The Labour party election unit is making detailed plans, which include an advertising campaign. Posters will begin to appear early in the new year.
Until now the assumption in Westminster and Whitehall has been that the election would be held on May 5. Ministers have dropped broad hints that this is when Labour will try to win a third term.
However, Alan Milburn, the former health secretary who was brought back into the cabinet last month to run the election campaign, has told friends he is confident that the February strategy will work.
Milburn agreed at a meeting last week that Labour’s campaign slogan would be “Britain is working”. Milburn has also drawn up a timetable of the daily and weekly meetings of key committees in the run-up to, and during, the election campaign.
The slogan, tested at the local elections in June, will feed into Labour’s key argument that it has managed the economy well and can be trusted to carry on doing so. It is an ironic reference back to the Conservatives’ winning slogan in 1979, “Labour isn’t working”.

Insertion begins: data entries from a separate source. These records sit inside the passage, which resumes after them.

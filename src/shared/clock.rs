//! Time Sources
//!
//! Every time-dependent component (identifier generator, key rotation,
//! token expiry) reads the current time through [`Clock`] so tests can
//! move time forward or backward deterministically.

use chrono::{DateTime, Duration, Utc};
use parking_lot::Mutex;

/// Source of the current wall-clock time.
pub trait Clock: Send + Sync {
    fn now(&self) -> DateTime<Utc>;
}

/// The system wall clock.
#[derive(Debug, Default, Clone, Copy)]
pub struct SystemClock;

impl Clock for SystemClock {
    fn now(&self) -> DateTime<Utc> {
        Utc::now()
    }
}

/// A clock that only moves when told to.
#[derive(Debug)]
pub struct ManualClock {
    now: Mutex<DateTime<Utc>>,
}

impl ManualClock {
    pub fn new(start: DateTime<Utc>) -> Self {
        Self {
            now: Mutex::new(start),
        }
    }

    /// Set the clock to an absolute instant (may go backwards).
    pub fn set(&self, instant: DateTime<Utc>) {
        *self.now.lock() = instant;
    }

    /// Move the clock by `delta` (negative values rewind it).
    pub fn advance(&self, delta: Duration) {
        let mut now = self.now.lock();
        *now += delta;
    }
}

impl Default for ManualClock {
    fn default() -> Self {
        Self::new(Utc::now())
    }
}

impl Clock for ManualClock {
    fn now(&self) -> DateTime<Utc> {
        *self.now.lock()
    }
}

Party strategists are also keen to reclaim ground on what they call “the trust issue”. A YouGov poll for The Sunday Times recently found that trust in the prime minister had fallen sharply.
It showed that two out of three people would not trust Blair to take the country to war again and only 29% said they trusted him on public services.Blair has admitted that he has a problem with “trust” and his pollsters say there is little sign from the public that this is likely to change soon.
However, the economy is one area where his advisers believe that the government maintains some credibility.
With that in mind Milburn has invited aides of Gordon Brown to take part in planning the campaign. Fraser Kemp, a Labour whip and a proven campaign specialist, has also been drafted in to be Milburn’s deputy.
Despite the prime minister’s problems over winning public trust, Blair and Milburn point to the lack of progress made by the Conservatives under Michael Howard as a reason for optimism. The Tories have failed to make a significant breakthrough since Howard took over the leadership a year ago.
A poll published this weekend showed the Tories five points behind Labour, the same margin as when Iain Duncan Smith was ousted.
By holding a surprise election in February or March, Blair wants to show that he is “not willing to be buffeted by events and that he is decisive”, said one insider.
After bolstering its staff in the past few weeks, Labour is eager to move into a new election headquarters. A recent planned move to offices in Victoria Street, near the Palace of Westminster, fell through.
Blair believes that the first elections in Iraq in January will be held successfully and so may provide some “bounce” to a British election campaign held shortly afterwards.
Historically, however, holding elections outside the traditional spring or autumn months has not proved successful. The most famous example in recent decades was in 1974 when Edward Heath, then Conservative prime minister, went to the country in February on a “Who governs Britain?” ticket precipitated by the miners’ strike. Labour beat the Tories by four seats and Harold Wilson formed the government, after Heath and Jeremy Thorpe, the Liberal leader, failed to form a coalition.
Labour insiders say no comparisons should be drawn between 1974 and the economically benign conditions of the present. The Tories are pinning their hopes on a May election and optimistically predict a hung parliament if today’s poll findings continue to hold.
Privately, however, they are likely to be daunted by the prospect of having to get their party machinery in a fit condition to fight an election in only four months’ time.